### [Stored data entries]
*** Begin section ***
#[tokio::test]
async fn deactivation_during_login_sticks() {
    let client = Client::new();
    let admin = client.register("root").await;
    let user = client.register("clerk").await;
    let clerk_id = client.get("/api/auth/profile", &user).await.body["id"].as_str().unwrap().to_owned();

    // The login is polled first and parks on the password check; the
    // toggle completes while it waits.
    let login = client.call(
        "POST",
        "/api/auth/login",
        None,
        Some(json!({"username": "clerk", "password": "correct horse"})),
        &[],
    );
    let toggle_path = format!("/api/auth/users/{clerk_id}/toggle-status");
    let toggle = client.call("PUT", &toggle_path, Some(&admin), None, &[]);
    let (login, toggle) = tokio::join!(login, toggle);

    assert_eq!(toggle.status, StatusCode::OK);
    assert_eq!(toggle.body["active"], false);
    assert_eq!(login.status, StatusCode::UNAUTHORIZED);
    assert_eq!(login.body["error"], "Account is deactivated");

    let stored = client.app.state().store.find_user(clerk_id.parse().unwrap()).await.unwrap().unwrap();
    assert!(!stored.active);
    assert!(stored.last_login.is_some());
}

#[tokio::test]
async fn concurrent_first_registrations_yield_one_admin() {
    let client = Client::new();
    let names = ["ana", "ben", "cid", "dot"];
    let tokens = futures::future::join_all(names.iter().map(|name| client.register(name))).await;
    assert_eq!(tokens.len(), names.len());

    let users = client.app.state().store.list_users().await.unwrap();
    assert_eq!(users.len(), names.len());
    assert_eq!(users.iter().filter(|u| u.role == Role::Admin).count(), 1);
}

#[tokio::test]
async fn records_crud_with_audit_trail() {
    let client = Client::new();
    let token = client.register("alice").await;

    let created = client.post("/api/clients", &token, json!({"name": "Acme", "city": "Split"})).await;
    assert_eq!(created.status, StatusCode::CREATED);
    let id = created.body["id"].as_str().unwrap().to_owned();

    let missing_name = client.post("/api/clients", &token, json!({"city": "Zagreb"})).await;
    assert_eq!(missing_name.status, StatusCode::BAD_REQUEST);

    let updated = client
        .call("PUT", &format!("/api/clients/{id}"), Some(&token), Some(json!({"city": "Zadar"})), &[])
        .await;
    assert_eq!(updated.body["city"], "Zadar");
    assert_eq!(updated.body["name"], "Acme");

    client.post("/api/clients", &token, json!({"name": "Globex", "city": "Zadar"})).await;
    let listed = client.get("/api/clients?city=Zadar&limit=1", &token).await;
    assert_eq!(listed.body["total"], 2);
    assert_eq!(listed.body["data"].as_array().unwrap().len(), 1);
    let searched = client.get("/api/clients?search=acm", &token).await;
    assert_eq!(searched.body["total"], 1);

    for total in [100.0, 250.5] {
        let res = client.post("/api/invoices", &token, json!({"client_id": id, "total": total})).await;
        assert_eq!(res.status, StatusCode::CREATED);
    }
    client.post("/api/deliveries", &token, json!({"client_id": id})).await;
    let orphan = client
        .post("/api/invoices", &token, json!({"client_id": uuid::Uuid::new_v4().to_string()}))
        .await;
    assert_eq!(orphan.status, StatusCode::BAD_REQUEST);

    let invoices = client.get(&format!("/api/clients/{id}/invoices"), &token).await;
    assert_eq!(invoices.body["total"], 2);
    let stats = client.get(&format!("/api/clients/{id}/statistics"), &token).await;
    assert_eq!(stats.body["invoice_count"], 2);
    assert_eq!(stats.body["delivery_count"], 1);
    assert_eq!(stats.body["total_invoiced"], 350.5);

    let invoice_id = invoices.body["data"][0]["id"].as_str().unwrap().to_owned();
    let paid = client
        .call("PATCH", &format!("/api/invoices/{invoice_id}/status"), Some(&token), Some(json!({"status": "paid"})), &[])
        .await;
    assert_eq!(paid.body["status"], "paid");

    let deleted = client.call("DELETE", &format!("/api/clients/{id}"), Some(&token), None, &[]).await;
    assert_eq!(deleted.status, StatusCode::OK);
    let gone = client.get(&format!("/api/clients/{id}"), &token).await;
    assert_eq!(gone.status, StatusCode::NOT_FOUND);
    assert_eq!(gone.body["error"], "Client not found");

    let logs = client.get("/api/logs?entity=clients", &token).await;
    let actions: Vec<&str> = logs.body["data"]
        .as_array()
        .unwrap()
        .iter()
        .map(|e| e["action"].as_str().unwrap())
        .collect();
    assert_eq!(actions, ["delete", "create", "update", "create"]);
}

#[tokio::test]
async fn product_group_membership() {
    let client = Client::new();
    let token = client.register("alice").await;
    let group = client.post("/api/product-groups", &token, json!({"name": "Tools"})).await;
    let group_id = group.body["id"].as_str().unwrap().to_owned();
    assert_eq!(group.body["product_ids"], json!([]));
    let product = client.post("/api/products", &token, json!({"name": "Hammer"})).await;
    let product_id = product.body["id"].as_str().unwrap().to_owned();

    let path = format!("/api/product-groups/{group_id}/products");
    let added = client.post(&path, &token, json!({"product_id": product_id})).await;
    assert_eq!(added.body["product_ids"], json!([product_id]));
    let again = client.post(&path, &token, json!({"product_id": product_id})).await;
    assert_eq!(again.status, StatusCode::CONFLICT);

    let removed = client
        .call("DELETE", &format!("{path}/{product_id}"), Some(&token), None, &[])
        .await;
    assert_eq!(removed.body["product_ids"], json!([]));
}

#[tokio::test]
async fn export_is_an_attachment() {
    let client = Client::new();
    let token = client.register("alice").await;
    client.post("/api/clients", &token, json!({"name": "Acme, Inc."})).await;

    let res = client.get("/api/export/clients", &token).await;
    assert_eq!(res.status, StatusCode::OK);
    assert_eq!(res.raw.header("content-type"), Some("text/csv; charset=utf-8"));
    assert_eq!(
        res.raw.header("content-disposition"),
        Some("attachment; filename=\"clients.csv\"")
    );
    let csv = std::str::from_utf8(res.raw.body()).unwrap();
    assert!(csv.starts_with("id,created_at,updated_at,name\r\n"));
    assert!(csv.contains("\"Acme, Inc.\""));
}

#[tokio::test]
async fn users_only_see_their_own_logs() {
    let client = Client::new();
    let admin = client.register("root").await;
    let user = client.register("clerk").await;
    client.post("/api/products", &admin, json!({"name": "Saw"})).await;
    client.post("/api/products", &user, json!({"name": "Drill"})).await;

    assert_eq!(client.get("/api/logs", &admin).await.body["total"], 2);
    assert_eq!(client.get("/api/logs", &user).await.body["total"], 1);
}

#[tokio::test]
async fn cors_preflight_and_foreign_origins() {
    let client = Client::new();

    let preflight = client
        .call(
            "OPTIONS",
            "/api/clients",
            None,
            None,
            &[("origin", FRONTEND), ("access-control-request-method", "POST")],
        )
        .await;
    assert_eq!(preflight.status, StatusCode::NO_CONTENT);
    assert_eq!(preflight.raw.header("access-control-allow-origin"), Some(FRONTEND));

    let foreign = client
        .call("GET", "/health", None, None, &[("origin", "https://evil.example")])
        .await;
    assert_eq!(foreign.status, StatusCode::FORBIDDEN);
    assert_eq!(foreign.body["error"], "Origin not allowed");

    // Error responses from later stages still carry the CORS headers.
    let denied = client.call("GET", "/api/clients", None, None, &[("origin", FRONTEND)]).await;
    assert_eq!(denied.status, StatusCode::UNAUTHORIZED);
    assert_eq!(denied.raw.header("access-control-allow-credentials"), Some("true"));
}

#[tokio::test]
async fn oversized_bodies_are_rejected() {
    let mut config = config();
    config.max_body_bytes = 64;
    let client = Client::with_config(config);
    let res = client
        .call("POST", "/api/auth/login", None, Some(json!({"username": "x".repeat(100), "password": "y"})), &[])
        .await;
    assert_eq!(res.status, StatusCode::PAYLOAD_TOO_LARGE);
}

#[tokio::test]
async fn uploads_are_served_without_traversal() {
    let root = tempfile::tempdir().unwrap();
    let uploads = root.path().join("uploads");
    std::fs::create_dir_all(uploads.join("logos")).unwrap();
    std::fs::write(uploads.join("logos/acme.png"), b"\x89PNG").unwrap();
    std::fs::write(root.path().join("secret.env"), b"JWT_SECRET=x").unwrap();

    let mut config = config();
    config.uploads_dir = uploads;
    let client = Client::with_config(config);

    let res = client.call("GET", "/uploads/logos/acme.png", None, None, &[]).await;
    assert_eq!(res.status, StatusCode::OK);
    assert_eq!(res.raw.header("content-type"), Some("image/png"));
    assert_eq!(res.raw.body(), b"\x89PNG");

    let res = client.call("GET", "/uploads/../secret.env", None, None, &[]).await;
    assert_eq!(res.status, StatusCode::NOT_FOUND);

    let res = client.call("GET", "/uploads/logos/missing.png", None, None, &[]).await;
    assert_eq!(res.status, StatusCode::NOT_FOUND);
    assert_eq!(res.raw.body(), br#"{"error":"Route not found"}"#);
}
*** End section ***
### [What is being asked]
Some lines above may contain the string "toggle". State how many of them the records have, and nothing more.

### [Final answer]
6